Чужой человек, а приятно

Ежедневный журнал
То, как жестоко, со сладострастным садизмом, заламывали руки Навальному при аресте 6 мая, напомнило мне слова одного из оппозиционных кандидатов в президенты Белоруссии, тоже проведшего в заключении достаточно времени. Но слова эти были сказаны задолго до российских и, тем более, белорусских протестов, во время рядовой правозащитной конференции в одной мирной европейской стране. И вот тогда, выступая и что- то говоря о политике российского государства на Кавказе, будущий кандидат в президенты и сиделец сказал, что русские в Чечне действовали со своей обычной восточной жесткостью.

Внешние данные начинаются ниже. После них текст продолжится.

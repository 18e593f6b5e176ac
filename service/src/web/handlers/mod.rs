// service/src/web/handlers/mod.rs

// Declare handler modules
pub mod product_handlers;
pub mod rating_handlers;
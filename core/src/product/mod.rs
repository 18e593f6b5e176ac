// core/src/product/mod.rs

//! The Product record: its shape, field constraints and JSON codec.

pub mod codec;
pub mod model;
pub mod validate;

pub use model::{Product, MAX_DESCRIPTION_LENGTH, MAX_PRICE, MAX_RATE, MIN_PRICE, MIN_RATE};
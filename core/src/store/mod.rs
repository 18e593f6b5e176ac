// core/src/store/mod.rs

//! The persistence collaborator.
//!
//! The catalog never talks to a database directly. Everything it needs from storage goes
//! through [`ProductStore`], which is handed in explicitly by whoever builds the service.

pub mod memory;

use crate::error::CatalogResult;
use crate::product::Product;
use crate::rating::RatingStats;
use async_trait::async_trait;
use std::cmp::Ordering;

pub use memory::MemoryStore;

/// Query predicates supported by [`ProductStore::list`].
#[derive(Debug, Clone, PartialEq)]
pub enum ProductFilter {
  All,
  Name(String),
  Category(String),
  /// `price <= ceiling`, most expensive first.
  MaxPrice(f64),
  /// `rating >= floor`, best rated first. Unrated products never match.
  MinRating(f64),
  Availability(bool),
}

impl ProductFilter {
  pub fn matches(&self, product: &Product) -> bool {
    match self {
      ProductFilter::All => true,
      ProductFilter::Name(name) => &product.name == name,
      ProductFilter::Category(category) => &product.category == category,
      ProductFilter::MaxPrice(ceiling) => product.price <= *ceiling,
      ProductFilter::MinRating(floor) => product.rating.is_some_and(|rating| rating >= *floor),
      ProductFilter::Availability(available) => product.available == *available,
    }
  }

  /// Puts `products` in the order `list` promises for this filter.
  pub fn sort(&self, products: &mut [Product]) {
    match self {
      ProductFilter::MaxPrice(_) => {
        products.sort_by(|a, b| b.price.partial_cmp(&a.price).unwrap_or(Ordering::Equal).then(a.id.cmp(&b.id)))
      }
      ProductFilter::MinRating(_) => products.sort_by(|a, b| {
        b.rating
          .partial_cmp(&a.rating)
          .unwrap_or(Ordering::Equal)
          .then(a.id.cmp(&b.id))
      }),
      _ => products.sort_by_key(|product| product.id),
    }
  }
}

/// Durable create/read/update/delete/query operations on products.
///
/// Each call must be individually atomic. `swap_rating` is the only conditional write and
/// is what makes concurrent rating submissions safe.
#[async_trait]
pub trait ProductStore: Send + Sync {
  /// Inserts `product` (its `id` is ignored) and returns the stored row with its new id.
  async fn create(&self, product: &Product) -> CatalogResult<Product>;

  async fn read(&self, id: i64) -> CatalogResult<Option<Product>>;

  /// Overwrites the descriptive fields of the stored row (name, description, category, price,
  /// available) and returns the stored row. The rating fields are left as stored; only
  /// `swap_rating` writes them. `MissingIdentifier` without an id, `NotFound` if the row is gone.
  async fn update(&self, product: &Product) -> CatalogResult<Product>;

  /// Returns whether a row was removed.
  async fn delete(&self, id: i64) -> CatalogResult<bool>;

  async fn list(&self, filter: &ProductFilter) -> CatalogResult<Vec<Product>>;

  /// Writes the three rating fields of `updated` to row `id`, but only if the row's current
  /// stats still equal `expected`. `Ok(None)` means another writer got there first.
  async fn swap_rating(&self, id: i64, expected: &RatingStats, updated: &Product) -> CatalogResult<Option<Product>>;

  /// Removes every row. A reset helper for tests and tooling.
  async fn clear(&self) -> CatalogResult<()>;
}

Я тогда, в соответствии с формулой Пушкина, мол, сам ругаю свое отечество с головы до ног, но мне неприятно, когда то же делает иностранец, устроил своему белорусскому приятелю обструкцию, правда, сделав акцент на эпитете восточный. Как, дескать, можно делать вид, что принадлежишь Западу, если вся страна по-восточному лижет задницу батьке Лукашенко? И мой приятель тут же согласился: да, у нас тоже деспотический Восток, а вот русскую жестокость мы вместе упустили.

И эта жестокость, которую можно называть восточной, можно имперской, действительно у нас в крови, как блуд труда, по мнению поэта. Вряд ли Сталин устраивал специальные инструктажи для следователей-палачей, для жестоковыйных конвоиров, для душегубов-надзирателей — они действовали на свой страх и риск и проявляли чудовищную жестокость, потому что она, эта жестокость и грубость, была мила их натуре.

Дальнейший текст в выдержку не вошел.